The functions below help clean up the tweets and call the runTagger.sh to get the POS tag predictions for the tweets that are tokenized.

In [2]:
RUN_TAGGER_CMD = "java -XX:ParallelGCThreads=2 -Xmx500m -jar ark-tweet-nlp-0.3.2.jar"

def _split_results(rows):
    """Parse the tab-delimited returned lines, modified from: https://github.com/brendano/ark-tweet-nlp/blob/master/scripts/show.py"""
    for line in rows:
        line = line.strip()  # remove '\n'
        if len(line) > 0:
            if line.count('\t') == 2:
                parts = line.split('\t')
                tokens = parts[0]
                tags = parts[1]
                confidence = float(parts[2])
                yield tokens, tags, confidence
                
                
def _call_runtagger(tweets, run_tagger_cmd=RUN_TAGGER_CMD):
    """Call runTagger.sh using a named input file"""

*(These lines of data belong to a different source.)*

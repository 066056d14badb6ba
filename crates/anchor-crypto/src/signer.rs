use serde::{Deserialize, Serialize};

use anchor_types::SubmitterId;

/// Ed25519 signing key of a ledger submitter.
pub struct SigningKey(ed25519_dalek::SigningKey);

/// Ed25519 verifying key (public).
#[derive(Clone, PartialEq, Eq)]
pub struct VerifyingKey(ed25519_dalek::VerifyingKey);

/// Ed25519 signature, hex encoded on the wire.
#[derive(Clone, PartialEq, Eq, Serialize, Deserialize)]
pub struct Signature(#[serde(with = "signature_hex")] ed25519_dalek::Signature);

impl SigningKey {
    /// Generate a new random signing key.
    pub fn generate() -> Self {
        let mut csprng = rand::thread_rng();
        Self(ed25519_dalek::SigningKey::generate(&mut csprng))
    }

    pub fn from_bytes(bytes: [u8; 32]) -> Self {
        Self(ed25519_dalek::SigningKey::from_bytes(&bytes))
    }

    /// Parse a 64-character hex secret, with or without `0x`.
    pub fn from_hex(s: &str) -> Result<Self, SignatureError> {
        let s = s.trim();
        let s = s.strip_prefix("0x").unwrap_or(s);
        let bytes = hex::decode(s).map_err(|_| SignatureError::InvalidKey)?;
        let arr: [u8; 32] = bytes.try_into().map_err(|_| SignatureError::InvalidKey)?;
        Ok(Self::from_bytes(arr))
    }

    pub fn to_hex(&self) -> String {
        hex::encode(self.0.as_bytes())
    }

    pub fn verifying_key(&self) -> VerifyingKey {
        VerifyingKey(self.0.verifying_key())
    }

    /// Ledger address this key submits as.
    pub fn submitter_id(&self) -> SubmitterId {
        self.verifying_key().to_submitter_id()
    }

    pub fn sign(&self, message: &[u8]) -> Signature {
        use ed25519_dalek::Signer;
        Signature(self.0.sign(message))
    }
}

impl VerifyingKey {
    pub fn verify(&self, message: &[u8], signature: &Signature) -> Result<(), SignatureError> {
        use ed25519_dalek::Verifier;
        self.0
            .verify(message, &signature.0)
            .map_err(|_| SignatureError::InvalidSignature)
    }

    pub fn to_submitter_id(&self) -> SubmitterId {
        SubmitterId::from_public_key(&self.0.to_bytes())
    }

    pub fn as_bytes(&self) -> [u8; 32] {
        self.0.to_bytes()
    }

    pub fn from_bytes(bytes: [u8; 32]) -> Result<Self, SignatureError> {
        let key = ed25519_dalek::VerifyingKey::from_bytes(&bytes)
            .map_err(|_| SignatureError::InvalidKey)?;
        Ok(Self(key))
    }
}

impl Signature {
    pub fn to_bytes(&self) -> [u8; 64] {
        self.0.to_bytes()
    }
}

impl std::fmt::Debug for SigningKey {
    fn fmt(&self, f: &mut std::fmt::Formatter<'_>) -> std::fmt::Result {
        write!(f, "SigningKey(<redacted>)")
    }
}

impl std::fmt::Debug for VerifyingKey {
    fn fmt(&self, f: &mut std::fmt::Formatter<'_>) -> std::fmt::Result {
        write!(f, "VerifyingKey({})", hex::encode(self.0.to_bytes()))
    }
}

impl std::fmt::Debug for Signature {
    fn fmt(&self, f: &mut std::fmt::Formatter<'_>) -> std::fmt::Result {
        write!(f, "Signature({}...)", hex::encode(&self.0.to_bytes()[..8]))
    }
}

/// Errors from signing operations.
#[derive(Debug, thiserror::Error, PartialEq, Eq)]
pub enum SignatureError {
    #[error("invalid signature")]
    InvalidSignature,
    #[error("invalid key")]
    InvalidKey,
}

mod signature_hex {
    use serde::{self, Deserialize, Deserializer, Serializer};

    pub fn serialize<S>(sig: &ed25519_dalek::Signature, serializer: S) -> Result<S::Ok, S::Error>
    where
        S: Serializer,
    {
        serializer.serialize_str(&hex::encode(sig.to_bytes()))
    }

    pub fn deserialize<'de, D>(deserializer: D) -> Result<ed25519_dalek::Signature, D::Error>
    where
        D: Deserializer<'de>,
    {
        let s = String::deserialize(deserializer)?;
        let bytes = hex::decode(&s).map_err(serde::de::Error::custom)?;
        let arr: [u8; 64] = bytes
            .try_into()
            .map_err(|_| serde::de::Error::custom("expected 64-byte signature"))?;
        Ok(ed25519_dalek::Signature::from_bytes(&arr))
    }
}
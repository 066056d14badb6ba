use std::sync::Arc;

use anyhow::Context;
use colored::Colorize;
use serde_json::json;
use tracing::info;

use anchor_crypto::{canonical_string, fingerprint, SigningKey};
use anchor_ledger::{InMemoryLedger, LedgerClient, LedgerGateway};
use anchor_queue::InMemoryQueue;
use anchor_server::AnchorServer;
use anchor_service::AnchorNode;
use anchor_store::InMemoryDocumentStore;

use crate::cli::*;
use crate::config::{signing_key_from_env, NodeConfig};

pub fn run_command(cli: Cli) -> anyhow::Result<()> {
    match cli.command {
        Command::Run(args) => cmd_run(args),
        Command::Fingerprint(args) => cmd_fingerprint(args, &cli.format),
        Command::Keygen => cmd_keygen(&cli.format),
    }
}

fn cmd_run(args: RunArgs) -> anyhow::Result<()> {
    let mut config = match &args.config {
        Some(path) => NodeConfig::load(path)?,
        None => NodeConfig::default(),
    };
    if let Some(bind) = &args.bind {
        config.server.bind_addr = bind
            .parse()
            .with_context(|| format!("invalid bind address {bind}"))?;
    }
    let signer = signing_key_from_env()?;

    let runtime = tokio::runtime::Builder::new_multi_thread()
        .enable_all()
        .build()?;
    runtime.block_on(serve(config, signer))
}

async fn serve(config: NodeConfig, signer: SigningKey) -> anyhow::Result<()> {
    let ledger: Arc<dyn LedgerClient> = Arc::new(InMemoryLedger::new(config.ledger.chain_id));
    let gateway = LedgerGateway::connect(ledger, signer, config.ledger.gateway_config()).await?;
    let node = Arc::new(
        AnchorNode::new(
            Arc::new(InMemoryDocumentStore::new()),
            Arc::new(InMemoryQueue::new(config.queue.queue_config())),
            Arc::new(gateway),
            config.queue.topic.clone(),
        )
        .with_worker_config(config.worker.clone())
        .with_observer_config(config.observer.clone())
        .with_reconcile_config(config.reconcile.clone()),
    );

    let tasks = node.spawn();
    println!(
        "{} anchor node on {} (submitter {})",
        "✓".green().bold(),
        config.server.bind_addr.to_string().bold(),
        node.gateway().submitter().to_string().cyan(),
    );

    let server = AnchorServer::new(config.server.clone(), node.clone());
    let served = server
        .serve(async {
            let _ = tokio::signal::ctrl_c().await;
            info!("shutdown requested");
        })
        .await;
    tasks.shutdown().await;
    served?;
    Ok(())
}

fn cmd_fingerprint(args: FingerprintArgs, format: &OutputFormat) -> anyhow::Result<()> {
    let canonical = canonical_string(&args.lot, &args.status, &args.updated_at);
    let digest = fingerprint(&args.lot, &args.status, &args.updated_at);
    match format {
        OutputFormat::Text => {
            println!("  Canonical: {}", canonical.dimmed());
            println!("Fingerprint: {}", digest.to_hex().yellow().bold());
        }
        OutputFormat::Json => println!(
            "{}",
            json!({ "canonical": canonical, "fingerprint": digest })
        ),
    }
    Ok(())
}

fn cmd_keygen(format: &OutputFormat) -> anyhow::Result<()> {
    let key = SigningKey::generate();
    let submitter = key.submitter_id();
    match format {
        OutputFormat::Text => {
            println!("{} Generated submitter key", "✓".green().bold());
            println!("  Submitter: {}", submitter.to_string().cyan());
            println!("  Key: {}", key.to_hex().yellow());
            println!("\nExport it as {} to reuse this identity.", crate::config::SIGNING_KEY_ENV.bold());
        }
        OutputFormat::Json => println!(
            "{}",
            json!({ "submitter": submitter, "signing_key": key.to_hex() })
        ),
    }
    Ok(())
}
use std::sync::Arc;

use tracing::{info, warn};

use anchor_queue::MessageQueue;
use anchor_types::{AnchorRequest, Record};

use crate::error::PublishError;

/// Hands anchor requests for freshly stored records to the queue.
///
/// Called right after a successful insert. A failure here leaves the record
/// stored without a pending request; the [`Reconciler`](crate::Reconciler)
/// picks such records up.
pub struct AnchorPublisher {
    queue: Arc<dyn MessageQueue>,
    topic: String,
}

impl AnchorPublisher {
    pub fn new(queue: Arc<dyn MessageQueue>, topic: impl Into<String>) -> Self {
        Self {
            queue,
            topic: topic.into(),
        }
    }

    pub fn topic(&self) -> &str {
        &self.topic
    }

    /// Enqueue an anchor request for `record`.
    pub async fn publish(&self, record: &Record) -> Result<(), PublishError> {
        let request = AnchorRequest::from_record(record);
        self.queue
            .enqueue(&self.topic, request.to_payload())
            .await
            .map_err(|source| {
                warn!(identifier = %record.id, error = %source, "anchor request not enqueued");
                PublishError::Delivery {
                    identifier: record.id.clone(),
                    source,
                }
            })?;
        info!(identifier = %record.id, topic = %self.topic, "anchor request published");
        Ok(())
    }
}

#[cfg(test)]
mod tests {
    use super::*;
    use anchor_queue::{InMemoryQueue, ANCHOR_TOPIC};
    use anchor_types::{RecordFields, RecordId};

    fn record() -> Record {
        Record::new(
            RecordId::parse("abc123").unwrap(),
            RecordFields::new("L100", "received", "2024-01-01T00:00:00"),
        )
    }

    #[tokio::test]
    async fn publishes_wire_message() {
        let queue = Arc::new(InMemoryQueue::default());
        let publisher = AnchorPublisher::new(queue.clone(), ANCHOR_TOPIC);
        publisher.publish(&record()).await.unwrap();

        let delivery = queue.try_dequeue(ANCHOR_TOPIC).unwrap().unwrap();
        let value: serde_json::Value = serde_json::from_slice(&delivery.payload).unwrap();
        assert_eq!(
            value,
            serde_json::json!({
                "_id": "abc123",
                "numero_do_lote": "L100",
                "status": "received",
                "dt_update": "2024-01-01T00:00:00"
            })
        );
        assert_eq!(AnchorRequest::parse(&delivery.payload).unwrap(), AnchorRequest::from_record(&record()));
    }

    #[tokio::test]
    async fn enqueue_failure_is_surfaced() {
        let queue = Arc::new(InMemoryQueue::default());
        queue.close();
        let publisher = AnchorPublisher::new(queue, ANCHOR_TOPIC);
        let err = publisher.publish(&record()).await.unwrap_err();
        assert!(matches!(
            err,
            PublishError::Delivery { ref identifier, .. } if identifier.as_str() == "abc123"
        ));
    }
}
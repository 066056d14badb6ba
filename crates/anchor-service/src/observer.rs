use tokio::sync::broadcast::error::RecvError;
use tokio::sync::watch;
use tracing::{info, warn};

use anchor_ledger::{EventStream, LedgerError, LedgerEvent, LedgerGateway};

/// Counters reported when an observer stops.
#[derive(Clone, Debug, Default, PartialEq, Eq)]
pub struct ObserverStats {
    pub observed: u64,
    /// Events dropped because the observer fell behind the stream.
    pub skipped: u64,
}

/// Follows ledger registration events and logs them for auditing.
///
/// Subscribes when started, so no event emitted after [`start`] returns is
/// missed unless the observer lags behind the stream's buffer. Purely
/// observational: it never affects anchoring or verification.
///
/// [`start`]: EventObserver::start
pub struct EventObserver {
    event: String,
    stream: EventStream,
}

impl EventObserver {
    pub fn start(gateway: &LedgerGateway, event: &str) -> Result<Self, LedgerError> {
        let stream = gateway.subscribe(event)?;
        info!(event, "observing ledger events");
        Ok(Self {
            event: event.to_string(),
            stream,
        })
    }

    /// Log events until `shutdown` flips or the stream ends.
    pub async fn run(mut self, mut shutdown: watch::Receiver<bool>) -> ObserverStats {
        let mut stats = ObserverStats::default();
        loop {
            if *shutdown.borrow() {
                break;
            }
            tokio::select! {
                biased;
                changed = shutdown.changed() => {
                    if changed.is_err() {
                        break;
                    }
                }
                received = self.stream.recv() => match received {
                    Ok(event) => {
                        log_event(&event);
                        stats.observed += 1;
                    }
                    Err(RecvError::Lagged(skipped)) => {
                        warn!(event = %self.event, skipped, "observer lagged; events skipped");
                        stats.skipped += skipped;
                    }
                    Err(RecvError::Closed) => {
                        info!(event = %self.event, "event stream closed");
                        break;
                    }
                },
            }
        }
        info!(event = %self.event, observed = stats.observed, skipped = stats.skipped, "observer stopped");
        stats
    }
}

fn log_event(event: &LedgerEvent) {
    info!(
        event = %event.name,
        identifier = %event.entry.identifier,
        fingerprint = %event.entry.fingerprint,
        submitter = %event.entry.submitter,
        registered_at = event.entry.registered_at,
        block = event.block_number,
        tx_hash = %event.tx_hash,
        "ledger event"
    );
}
use async_trait::async_trait;
use tokio::sync::broadcast;

use anchor_types::{SubmitterId, TxHash};

use crate::error::ClientResult;
use crate::transaction::{LedgerEvent, SignedTransaction, TransactionReceipt, ViewCall, ViewValue};

/// A broadcast receiver of ledger events.
pub type EventStream = broadcast::Receiver<LedgerEvent>;

/// Capabilities of a ledger node consumed by the anchoring core.
///
/// Submitting a write is split into `send_transaction` (the node accepts
/// or refuses the signed transaction) and `wait_for_receipt` (inclusion),
/// so that callers can bound the wait separately from rejection.
#[async_trait]
pub trait LedgerClient: Send + Sync {
    async fn chain_id(&self) -> ClientResult<u64>;

    /// Next sequence number the node expects from `submitter`, counting
    /// transactions that are accepted but not yet included.
    async fn transaction_count(&self, submitter: &SubmitterId) -> ClientResult<u64>;

    /// Hand a signed transaction to the node. Returns its hash once the
    /// node has accepted it for inclusion.
    async fn send_transaction(&self, tx: SignedTransaction) -> ClientResult<TxHash>;

    /// Wait until the transaction is included and return its receipt.
    async fn wait_for_receipt(&self, tx_hash: &TxHash) -> ClientResult<TransactionReceipt>;

    /// Evaluate a read-only call against current state.
    async fn call_view(&self, call: &ViewCall) -> ClientResult<ViewValue>;

    /// Stream of events with the given name, starting now.
    fn subscribe(&self, event_name: &str) -> ClientResult<EventStream>;
}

    # remove carriage returns as they are tweet separators for the stdin
    # interface
    tweets_cleaned = [tw.replace('\n', ' ') for tw in tweets]
    message = "\n".join(tweets_cleaned)

    # force UTF-8 encoding (from internal unicode type) to avoid .communicate encoding error as per:
    # http://stackoverflow.com/questions/3040101/python-encoding-for-pipe-communicate
    message = message.encode('utf-8')

    # build a list of args
    args = shlex.split(run_tagger_cmd)
    args.append('--output-format')
    args.append('conll')
    po = subprocess.Popen(args, stdin=subprocess.PIPE, stdout=subprocess.PIPE, stderr=subprocess.PIPE)
    # old call - made a direct call to runTagger.sh (not Windows friendly)
    #po = subprocess.Popen([run_tagger_cmd, '--output-format', 'conll'], stdin=subprocess.PIPE, stdout=subprocess.PIPE, stderr=subprocess.PIPE)
    result = po.communicate(message)
    # expect a tuple of 2 items like:
    # ('hello\t!\t0.9858\nthere\tR\t0.4168\n\n',
    # 'Listening on stdin for input.  (-h for help)\nDetected text input format\nTokenized and tagged 1 tweets (2 tokens) in 7.5 seconds: 0.1 tweets/sec, 0.3 tokens/sec\n')

    pos_result = result[0].decode('utf-8').strip('\n\n')  # get first line, remove final double carriage return
    pos_result = pos_result.split('\n\n')  # split messages by double carriage returns
    pos_results = [pr.split('\n') for pr in pos_result]  # split parts of message by each carriage return
    return pos_results


def runtagger_parse(tweets, run_tagger_cmd=RUN_TAGGER_CMD):
    """Call runTagger.sh on a list of tweets, parse the result, return lists of tuples of (term, type, confidence)"""
    pos_raw_results = _call_runtagger(tweets, run_tagger_cmd)
    pos_result = []
    for pos_raw_result in pos_raw_results:
        pos_result.append([x for x in _split_results(pos_raw_result)])
    return pos_result


def check_script_is_present(run_tagger_cmd=RUN_TAGGER_CMD):
    """Simple test to make sure we can see the script"""
    success = False
    try:
        args = shlex.split(run_tagger_cmd)
        args.append("--help")
        po = subprocess.Popen(args, stdout=subprocess.PIPE)
        # old call - made a direct call to runTagger.sh (not Windows friendly)
        #po = subprocess.Popen([run_tagger_cmd, '--help'], stdout=subprocess.PIPE)
        while not po.poll():
            lines = [l for l in po.stdout]
        # we expected the first line of --help to look like the following:
        assert "RunTagger [options]" in lines[0].decode('utf-8')
        success = True
    except OSError as err:
        print("Caught an OSError, have you specified the correct path to runTagger.sh? We are using \"%s\". Exception: %r" % (run_tagger_cmd, repr(err)))
    return success


This notebook invokes the runTagger.sh script, so we first check if the script can be located and then the pos tagger is run.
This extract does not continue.